## Problem statement
Starting with the line that contains "pub use self::registry::parse_bearer_challenge;", copy out each line through the end of the entries below, exactly as written, and nothing else.

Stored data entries
------------------------------------------------------------------------

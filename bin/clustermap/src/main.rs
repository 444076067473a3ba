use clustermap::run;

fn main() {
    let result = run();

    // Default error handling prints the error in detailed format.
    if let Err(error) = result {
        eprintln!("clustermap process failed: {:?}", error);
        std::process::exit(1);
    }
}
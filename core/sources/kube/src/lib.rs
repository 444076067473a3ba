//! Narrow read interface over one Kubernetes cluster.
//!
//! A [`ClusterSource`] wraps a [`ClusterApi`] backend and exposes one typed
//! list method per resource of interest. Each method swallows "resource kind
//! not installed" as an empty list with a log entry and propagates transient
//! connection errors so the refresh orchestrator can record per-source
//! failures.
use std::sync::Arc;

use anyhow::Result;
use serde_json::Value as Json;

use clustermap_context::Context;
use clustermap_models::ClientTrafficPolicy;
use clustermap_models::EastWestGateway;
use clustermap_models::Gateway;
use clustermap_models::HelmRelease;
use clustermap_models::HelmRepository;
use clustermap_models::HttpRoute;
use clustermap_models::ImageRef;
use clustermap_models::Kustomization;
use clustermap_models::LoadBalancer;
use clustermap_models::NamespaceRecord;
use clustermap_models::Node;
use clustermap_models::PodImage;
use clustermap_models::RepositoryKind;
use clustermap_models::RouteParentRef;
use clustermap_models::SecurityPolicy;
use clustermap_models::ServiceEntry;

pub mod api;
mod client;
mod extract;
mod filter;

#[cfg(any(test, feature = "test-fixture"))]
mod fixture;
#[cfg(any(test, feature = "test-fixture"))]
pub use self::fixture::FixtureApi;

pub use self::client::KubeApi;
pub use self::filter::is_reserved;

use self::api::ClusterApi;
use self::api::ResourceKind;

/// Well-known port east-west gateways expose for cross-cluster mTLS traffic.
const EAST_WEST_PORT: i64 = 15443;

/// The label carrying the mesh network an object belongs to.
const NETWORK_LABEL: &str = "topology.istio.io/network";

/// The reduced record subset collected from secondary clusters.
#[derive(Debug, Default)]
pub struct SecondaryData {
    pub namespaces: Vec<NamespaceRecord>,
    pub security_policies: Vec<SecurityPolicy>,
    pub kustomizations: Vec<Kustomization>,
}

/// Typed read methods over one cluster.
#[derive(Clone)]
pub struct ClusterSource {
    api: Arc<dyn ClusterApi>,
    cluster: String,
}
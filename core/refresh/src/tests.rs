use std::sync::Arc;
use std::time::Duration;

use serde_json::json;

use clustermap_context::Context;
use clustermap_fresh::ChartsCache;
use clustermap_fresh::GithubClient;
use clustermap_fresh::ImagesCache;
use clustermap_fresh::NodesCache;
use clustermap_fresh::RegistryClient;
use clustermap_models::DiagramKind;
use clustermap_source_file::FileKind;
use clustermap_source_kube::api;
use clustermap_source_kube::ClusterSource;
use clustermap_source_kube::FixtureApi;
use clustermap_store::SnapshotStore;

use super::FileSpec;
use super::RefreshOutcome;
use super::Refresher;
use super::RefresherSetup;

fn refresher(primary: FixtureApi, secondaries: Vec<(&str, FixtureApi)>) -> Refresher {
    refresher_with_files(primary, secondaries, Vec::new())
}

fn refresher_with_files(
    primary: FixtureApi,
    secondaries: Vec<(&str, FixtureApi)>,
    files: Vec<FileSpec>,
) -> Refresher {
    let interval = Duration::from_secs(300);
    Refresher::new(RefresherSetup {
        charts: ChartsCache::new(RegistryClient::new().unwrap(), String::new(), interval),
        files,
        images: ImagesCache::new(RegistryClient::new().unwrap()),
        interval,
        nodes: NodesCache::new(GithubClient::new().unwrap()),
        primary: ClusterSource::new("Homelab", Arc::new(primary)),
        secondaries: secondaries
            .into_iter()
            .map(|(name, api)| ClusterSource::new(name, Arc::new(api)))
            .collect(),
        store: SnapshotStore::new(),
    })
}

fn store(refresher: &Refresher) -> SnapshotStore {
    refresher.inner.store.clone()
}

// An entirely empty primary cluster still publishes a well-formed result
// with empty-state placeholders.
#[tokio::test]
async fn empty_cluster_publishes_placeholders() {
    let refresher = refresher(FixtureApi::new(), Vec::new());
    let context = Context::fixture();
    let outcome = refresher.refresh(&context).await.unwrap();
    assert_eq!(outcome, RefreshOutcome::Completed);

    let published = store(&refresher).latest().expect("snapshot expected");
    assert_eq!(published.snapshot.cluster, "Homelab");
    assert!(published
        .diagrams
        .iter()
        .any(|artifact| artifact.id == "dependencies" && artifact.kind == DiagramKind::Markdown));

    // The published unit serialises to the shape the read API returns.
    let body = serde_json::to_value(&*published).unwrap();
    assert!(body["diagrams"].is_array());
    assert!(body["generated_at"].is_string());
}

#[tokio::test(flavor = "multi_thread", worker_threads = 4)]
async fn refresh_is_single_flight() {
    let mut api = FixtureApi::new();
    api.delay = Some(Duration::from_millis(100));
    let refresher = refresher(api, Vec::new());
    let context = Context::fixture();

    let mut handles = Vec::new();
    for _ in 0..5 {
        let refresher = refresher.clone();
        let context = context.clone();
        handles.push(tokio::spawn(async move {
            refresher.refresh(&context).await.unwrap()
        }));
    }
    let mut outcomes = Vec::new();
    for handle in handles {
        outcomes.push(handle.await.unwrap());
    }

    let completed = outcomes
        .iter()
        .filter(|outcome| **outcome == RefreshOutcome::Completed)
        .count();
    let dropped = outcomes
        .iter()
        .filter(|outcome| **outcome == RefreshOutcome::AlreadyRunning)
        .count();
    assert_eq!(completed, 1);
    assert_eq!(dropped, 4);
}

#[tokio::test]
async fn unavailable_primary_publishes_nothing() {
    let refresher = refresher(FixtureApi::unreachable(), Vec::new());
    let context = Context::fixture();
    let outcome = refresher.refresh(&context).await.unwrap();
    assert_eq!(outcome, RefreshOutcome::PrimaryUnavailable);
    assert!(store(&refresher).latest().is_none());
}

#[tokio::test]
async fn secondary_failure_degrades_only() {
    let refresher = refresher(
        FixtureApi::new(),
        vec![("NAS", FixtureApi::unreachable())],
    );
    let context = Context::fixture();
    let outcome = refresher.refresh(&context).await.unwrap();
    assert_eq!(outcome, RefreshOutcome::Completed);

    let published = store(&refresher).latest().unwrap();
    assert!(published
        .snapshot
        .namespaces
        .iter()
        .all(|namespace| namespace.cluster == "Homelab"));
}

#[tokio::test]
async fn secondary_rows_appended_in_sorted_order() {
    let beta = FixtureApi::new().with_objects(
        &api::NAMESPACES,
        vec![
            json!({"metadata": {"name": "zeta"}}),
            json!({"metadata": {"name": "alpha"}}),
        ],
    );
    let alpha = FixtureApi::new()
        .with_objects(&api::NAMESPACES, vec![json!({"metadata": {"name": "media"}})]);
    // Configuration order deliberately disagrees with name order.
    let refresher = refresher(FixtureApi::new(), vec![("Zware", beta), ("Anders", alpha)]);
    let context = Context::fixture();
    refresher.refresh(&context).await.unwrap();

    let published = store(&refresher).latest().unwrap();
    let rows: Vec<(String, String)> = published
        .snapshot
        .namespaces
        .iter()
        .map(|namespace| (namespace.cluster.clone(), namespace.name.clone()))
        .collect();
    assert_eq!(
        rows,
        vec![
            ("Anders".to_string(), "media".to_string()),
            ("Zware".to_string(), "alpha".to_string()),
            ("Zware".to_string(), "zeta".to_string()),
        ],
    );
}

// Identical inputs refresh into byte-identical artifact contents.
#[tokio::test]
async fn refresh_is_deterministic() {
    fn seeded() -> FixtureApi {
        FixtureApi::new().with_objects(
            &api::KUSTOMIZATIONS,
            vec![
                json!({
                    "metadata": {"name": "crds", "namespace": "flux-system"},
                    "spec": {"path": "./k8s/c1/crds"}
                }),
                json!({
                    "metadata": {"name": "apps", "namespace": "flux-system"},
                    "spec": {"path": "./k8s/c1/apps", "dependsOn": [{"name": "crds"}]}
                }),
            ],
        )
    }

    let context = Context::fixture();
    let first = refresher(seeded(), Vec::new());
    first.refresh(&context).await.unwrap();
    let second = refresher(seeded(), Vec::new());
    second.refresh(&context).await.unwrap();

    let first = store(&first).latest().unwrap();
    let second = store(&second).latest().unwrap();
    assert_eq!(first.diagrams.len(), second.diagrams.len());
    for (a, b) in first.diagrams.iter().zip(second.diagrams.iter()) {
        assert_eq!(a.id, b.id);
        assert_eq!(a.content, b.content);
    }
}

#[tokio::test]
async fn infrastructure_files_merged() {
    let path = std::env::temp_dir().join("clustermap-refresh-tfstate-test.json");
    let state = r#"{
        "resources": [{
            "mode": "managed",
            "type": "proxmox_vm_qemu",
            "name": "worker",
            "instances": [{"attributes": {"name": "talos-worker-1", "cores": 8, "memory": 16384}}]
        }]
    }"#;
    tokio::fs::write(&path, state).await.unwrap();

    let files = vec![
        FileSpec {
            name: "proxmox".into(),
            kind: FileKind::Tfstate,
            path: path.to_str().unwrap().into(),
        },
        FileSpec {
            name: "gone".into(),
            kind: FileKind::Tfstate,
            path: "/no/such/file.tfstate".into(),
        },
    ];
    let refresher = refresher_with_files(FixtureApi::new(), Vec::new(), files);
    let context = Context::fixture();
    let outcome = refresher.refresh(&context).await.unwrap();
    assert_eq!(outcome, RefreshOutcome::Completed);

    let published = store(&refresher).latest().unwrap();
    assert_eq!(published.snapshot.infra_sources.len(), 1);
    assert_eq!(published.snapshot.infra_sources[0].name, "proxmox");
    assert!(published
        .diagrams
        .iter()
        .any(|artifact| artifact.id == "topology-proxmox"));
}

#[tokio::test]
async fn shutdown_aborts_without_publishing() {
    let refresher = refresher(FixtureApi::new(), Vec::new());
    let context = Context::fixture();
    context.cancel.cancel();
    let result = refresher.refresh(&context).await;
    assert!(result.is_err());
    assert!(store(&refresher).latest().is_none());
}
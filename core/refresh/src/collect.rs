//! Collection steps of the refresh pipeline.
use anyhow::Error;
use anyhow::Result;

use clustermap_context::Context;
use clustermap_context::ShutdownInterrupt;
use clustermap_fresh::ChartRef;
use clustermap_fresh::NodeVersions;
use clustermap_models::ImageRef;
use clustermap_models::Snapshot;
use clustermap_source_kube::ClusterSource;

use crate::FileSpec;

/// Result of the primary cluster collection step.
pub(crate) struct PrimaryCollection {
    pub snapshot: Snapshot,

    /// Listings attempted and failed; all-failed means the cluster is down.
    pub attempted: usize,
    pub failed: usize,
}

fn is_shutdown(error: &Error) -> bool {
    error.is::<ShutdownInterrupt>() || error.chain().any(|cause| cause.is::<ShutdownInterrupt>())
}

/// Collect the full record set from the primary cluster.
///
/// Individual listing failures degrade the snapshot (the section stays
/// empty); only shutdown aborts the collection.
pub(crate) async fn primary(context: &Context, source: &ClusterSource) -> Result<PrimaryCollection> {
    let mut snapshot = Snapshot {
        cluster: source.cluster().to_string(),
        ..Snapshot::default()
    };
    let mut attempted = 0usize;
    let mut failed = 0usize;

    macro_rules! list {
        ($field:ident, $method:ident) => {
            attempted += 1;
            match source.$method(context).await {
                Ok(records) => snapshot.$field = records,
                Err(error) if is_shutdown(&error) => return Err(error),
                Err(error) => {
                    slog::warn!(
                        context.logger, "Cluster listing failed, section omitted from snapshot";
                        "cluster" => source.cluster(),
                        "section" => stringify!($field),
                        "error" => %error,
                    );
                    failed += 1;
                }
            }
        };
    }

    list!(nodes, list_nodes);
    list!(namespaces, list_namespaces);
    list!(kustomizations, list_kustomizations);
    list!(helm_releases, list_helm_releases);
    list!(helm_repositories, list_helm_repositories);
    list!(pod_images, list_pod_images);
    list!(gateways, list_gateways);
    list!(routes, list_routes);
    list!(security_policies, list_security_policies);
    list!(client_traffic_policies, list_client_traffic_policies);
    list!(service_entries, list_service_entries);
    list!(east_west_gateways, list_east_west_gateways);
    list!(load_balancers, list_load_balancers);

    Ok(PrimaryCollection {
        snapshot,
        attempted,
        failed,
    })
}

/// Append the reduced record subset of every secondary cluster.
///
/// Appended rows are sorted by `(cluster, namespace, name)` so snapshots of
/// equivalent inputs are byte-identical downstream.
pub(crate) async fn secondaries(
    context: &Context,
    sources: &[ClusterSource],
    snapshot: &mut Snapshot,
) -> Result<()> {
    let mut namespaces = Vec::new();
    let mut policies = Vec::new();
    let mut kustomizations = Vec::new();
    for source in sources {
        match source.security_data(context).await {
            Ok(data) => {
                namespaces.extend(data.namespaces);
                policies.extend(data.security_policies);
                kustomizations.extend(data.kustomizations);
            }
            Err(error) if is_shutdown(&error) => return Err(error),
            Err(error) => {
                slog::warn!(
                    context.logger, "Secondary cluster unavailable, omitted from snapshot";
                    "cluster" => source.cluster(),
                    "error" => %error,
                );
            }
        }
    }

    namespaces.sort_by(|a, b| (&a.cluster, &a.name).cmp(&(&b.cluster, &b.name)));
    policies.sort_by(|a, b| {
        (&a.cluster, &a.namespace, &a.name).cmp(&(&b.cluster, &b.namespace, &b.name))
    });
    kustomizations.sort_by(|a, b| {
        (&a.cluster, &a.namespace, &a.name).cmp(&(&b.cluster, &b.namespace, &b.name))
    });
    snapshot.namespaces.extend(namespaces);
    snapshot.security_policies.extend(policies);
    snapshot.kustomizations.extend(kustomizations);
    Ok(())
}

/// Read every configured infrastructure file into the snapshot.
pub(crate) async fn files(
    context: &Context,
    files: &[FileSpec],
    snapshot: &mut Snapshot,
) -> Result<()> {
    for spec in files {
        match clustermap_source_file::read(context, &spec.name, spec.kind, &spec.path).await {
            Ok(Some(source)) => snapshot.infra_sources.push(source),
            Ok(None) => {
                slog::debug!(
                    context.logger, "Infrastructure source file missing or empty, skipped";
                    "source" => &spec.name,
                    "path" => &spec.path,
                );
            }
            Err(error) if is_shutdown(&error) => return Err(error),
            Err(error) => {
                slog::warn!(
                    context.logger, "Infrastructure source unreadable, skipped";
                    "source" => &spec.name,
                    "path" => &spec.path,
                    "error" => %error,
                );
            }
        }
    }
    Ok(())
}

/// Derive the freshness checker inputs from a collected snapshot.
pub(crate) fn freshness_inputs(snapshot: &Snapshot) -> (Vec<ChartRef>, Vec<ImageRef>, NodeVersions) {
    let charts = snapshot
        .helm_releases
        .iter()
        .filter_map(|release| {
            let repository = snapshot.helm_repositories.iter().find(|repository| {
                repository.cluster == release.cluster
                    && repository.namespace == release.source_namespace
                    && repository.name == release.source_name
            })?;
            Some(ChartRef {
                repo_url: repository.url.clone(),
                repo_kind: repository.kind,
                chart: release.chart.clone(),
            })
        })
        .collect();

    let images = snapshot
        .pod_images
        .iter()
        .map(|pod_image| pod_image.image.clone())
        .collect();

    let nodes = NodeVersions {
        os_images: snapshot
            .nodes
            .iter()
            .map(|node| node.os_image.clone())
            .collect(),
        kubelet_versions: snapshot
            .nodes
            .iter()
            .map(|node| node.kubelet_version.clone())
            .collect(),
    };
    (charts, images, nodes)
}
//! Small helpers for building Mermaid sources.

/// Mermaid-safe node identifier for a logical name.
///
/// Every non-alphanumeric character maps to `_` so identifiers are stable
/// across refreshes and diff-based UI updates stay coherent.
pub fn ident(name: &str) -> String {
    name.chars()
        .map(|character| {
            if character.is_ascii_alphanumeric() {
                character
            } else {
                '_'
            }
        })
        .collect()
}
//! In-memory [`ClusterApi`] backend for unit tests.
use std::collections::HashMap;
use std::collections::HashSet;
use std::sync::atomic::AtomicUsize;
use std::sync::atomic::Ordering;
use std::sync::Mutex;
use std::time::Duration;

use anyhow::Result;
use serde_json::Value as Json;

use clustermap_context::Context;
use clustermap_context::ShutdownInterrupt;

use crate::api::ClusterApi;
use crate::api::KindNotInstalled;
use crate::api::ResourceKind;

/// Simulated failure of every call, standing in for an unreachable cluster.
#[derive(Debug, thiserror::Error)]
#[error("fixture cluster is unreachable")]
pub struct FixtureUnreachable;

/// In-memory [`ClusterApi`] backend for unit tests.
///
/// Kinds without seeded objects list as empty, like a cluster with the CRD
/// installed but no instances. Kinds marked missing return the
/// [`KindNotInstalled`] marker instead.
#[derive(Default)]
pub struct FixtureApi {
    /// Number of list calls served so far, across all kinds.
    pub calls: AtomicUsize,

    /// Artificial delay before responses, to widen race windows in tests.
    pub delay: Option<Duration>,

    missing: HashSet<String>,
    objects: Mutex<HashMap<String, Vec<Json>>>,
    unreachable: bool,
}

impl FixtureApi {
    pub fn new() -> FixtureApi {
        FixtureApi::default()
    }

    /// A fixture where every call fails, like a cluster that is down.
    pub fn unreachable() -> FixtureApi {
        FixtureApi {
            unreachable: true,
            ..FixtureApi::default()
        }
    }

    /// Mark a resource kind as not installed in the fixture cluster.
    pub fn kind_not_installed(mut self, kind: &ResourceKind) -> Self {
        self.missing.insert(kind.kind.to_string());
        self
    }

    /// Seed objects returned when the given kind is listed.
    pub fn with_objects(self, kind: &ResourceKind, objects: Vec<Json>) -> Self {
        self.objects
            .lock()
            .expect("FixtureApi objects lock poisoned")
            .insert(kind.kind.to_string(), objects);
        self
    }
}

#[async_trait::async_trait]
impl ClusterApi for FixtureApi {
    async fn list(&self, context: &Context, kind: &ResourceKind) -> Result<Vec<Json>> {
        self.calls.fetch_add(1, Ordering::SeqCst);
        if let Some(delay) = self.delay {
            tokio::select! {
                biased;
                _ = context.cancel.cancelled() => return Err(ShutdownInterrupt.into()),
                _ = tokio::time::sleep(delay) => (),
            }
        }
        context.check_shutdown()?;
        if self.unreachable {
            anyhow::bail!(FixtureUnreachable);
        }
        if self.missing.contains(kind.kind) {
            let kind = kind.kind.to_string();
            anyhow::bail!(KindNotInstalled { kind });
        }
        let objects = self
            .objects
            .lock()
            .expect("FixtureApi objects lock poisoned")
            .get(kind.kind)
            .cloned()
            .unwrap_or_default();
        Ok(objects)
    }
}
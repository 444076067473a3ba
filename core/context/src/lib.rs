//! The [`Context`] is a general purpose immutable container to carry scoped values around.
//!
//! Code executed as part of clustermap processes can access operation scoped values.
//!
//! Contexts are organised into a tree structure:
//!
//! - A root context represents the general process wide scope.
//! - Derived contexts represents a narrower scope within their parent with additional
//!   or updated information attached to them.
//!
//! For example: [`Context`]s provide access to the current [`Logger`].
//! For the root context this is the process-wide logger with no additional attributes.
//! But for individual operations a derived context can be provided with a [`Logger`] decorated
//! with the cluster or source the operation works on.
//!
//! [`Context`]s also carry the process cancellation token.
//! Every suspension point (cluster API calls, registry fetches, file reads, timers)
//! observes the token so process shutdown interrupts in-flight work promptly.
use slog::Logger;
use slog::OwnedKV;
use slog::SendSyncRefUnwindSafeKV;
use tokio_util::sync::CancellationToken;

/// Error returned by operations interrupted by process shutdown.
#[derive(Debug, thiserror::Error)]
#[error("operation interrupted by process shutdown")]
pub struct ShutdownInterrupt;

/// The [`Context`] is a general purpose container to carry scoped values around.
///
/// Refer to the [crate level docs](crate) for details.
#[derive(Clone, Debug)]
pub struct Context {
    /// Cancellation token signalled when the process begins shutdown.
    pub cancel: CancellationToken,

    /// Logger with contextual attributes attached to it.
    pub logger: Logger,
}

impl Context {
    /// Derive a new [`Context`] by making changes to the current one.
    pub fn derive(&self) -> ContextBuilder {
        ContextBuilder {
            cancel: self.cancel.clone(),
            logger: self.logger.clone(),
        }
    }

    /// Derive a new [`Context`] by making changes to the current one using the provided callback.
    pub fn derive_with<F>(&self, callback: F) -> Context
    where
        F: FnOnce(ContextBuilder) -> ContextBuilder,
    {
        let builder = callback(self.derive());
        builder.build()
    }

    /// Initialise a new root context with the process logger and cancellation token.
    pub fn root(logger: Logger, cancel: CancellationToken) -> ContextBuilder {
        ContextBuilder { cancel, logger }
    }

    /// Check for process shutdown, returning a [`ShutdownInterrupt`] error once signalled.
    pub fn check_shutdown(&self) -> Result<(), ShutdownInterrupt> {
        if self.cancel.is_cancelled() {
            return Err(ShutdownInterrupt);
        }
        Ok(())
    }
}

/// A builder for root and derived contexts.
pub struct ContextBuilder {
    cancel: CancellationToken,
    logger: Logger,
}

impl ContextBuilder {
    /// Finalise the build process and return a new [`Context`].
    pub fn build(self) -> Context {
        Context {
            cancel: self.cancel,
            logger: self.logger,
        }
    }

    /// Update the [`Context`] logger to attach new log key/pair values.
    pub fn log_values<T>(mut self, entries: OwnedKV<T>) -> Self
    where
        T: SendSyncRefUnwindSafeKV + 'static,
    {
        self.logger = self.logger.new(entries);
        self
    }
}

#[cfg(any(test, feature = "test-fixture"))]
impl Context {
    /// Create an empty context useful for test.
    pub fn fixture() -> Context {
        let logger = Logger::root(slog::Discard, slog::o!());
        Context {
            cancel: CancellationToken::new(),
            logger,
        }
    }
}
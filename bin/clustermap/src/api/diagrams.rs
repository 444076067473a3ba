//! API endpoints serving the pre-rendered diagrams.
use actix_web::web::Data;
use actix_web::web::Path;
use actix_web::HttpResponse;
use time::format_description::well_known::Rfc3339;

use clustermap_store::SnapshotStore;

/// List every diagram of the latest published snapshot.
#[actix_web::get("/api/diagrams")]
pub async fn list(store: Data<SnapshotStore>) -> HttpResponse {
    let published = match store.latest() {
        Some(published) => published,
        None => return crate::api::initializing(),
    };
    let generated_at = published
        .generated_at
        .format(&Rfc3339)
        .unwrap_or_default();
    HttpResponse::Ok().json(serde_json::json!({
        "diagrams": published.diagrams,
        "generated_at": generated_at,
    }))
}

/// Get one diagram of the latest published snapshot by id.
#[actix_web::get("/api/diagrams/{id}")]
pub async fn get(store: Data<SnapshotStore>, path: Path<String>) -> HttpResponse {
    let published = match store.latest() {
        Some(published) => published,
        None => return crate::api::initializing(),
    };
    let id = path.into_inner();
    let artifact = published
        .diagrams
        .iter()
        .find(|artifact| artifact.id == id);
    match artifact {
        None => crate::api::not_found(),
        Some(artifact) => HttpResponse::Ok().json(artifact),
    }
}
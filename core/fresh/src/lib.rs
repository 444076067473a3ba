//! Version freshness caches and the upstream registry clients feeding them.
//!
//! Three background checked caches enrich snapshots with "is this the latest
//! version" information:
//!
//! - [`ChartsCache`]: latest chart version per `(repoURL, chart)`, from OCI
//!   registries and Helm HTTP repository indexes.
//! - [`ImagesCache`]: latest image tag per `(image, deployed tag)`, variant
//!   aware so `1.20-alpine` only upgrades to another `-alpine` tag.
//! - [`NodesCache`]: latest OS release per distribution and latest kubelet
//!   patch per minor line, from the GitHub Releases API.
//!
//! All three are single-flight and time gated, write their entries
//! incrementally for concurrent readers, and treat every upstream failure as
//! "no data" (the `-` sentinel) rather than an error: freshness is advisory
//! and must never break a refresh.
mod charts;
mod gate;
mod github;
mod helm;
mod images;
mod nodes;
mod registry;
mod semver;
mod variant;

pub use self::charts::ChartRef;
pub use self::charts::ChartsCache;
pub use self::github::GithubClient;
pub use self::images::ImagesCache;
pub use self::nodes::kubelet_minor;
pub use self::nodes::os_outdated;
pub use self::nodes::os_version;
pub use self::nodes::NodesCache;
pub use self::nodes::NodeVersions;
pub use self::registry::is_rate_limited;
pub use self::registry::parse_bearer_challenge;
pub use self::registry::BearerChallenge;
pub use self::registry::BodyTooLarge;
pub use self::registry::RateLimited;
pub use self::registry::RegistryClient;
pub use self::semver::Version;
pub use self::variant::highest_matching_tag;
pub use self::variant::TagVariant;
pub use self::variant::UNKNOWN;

------------------------------------------------------------------------

## Task solution
pub use self::registry::parse_bearer_challenge;
pub use self::registry::BearerChallenge;
pub use self::registry::BodyTooLarge;
pub use self::registry::RateLimited;
pub use self::registry::RegistryClient;
pub use self::semver::Version;
pub use self::variant::highest_matching_tag;
pub use self::variant::TagVariant;
pub use self::variant::UNKNOWN;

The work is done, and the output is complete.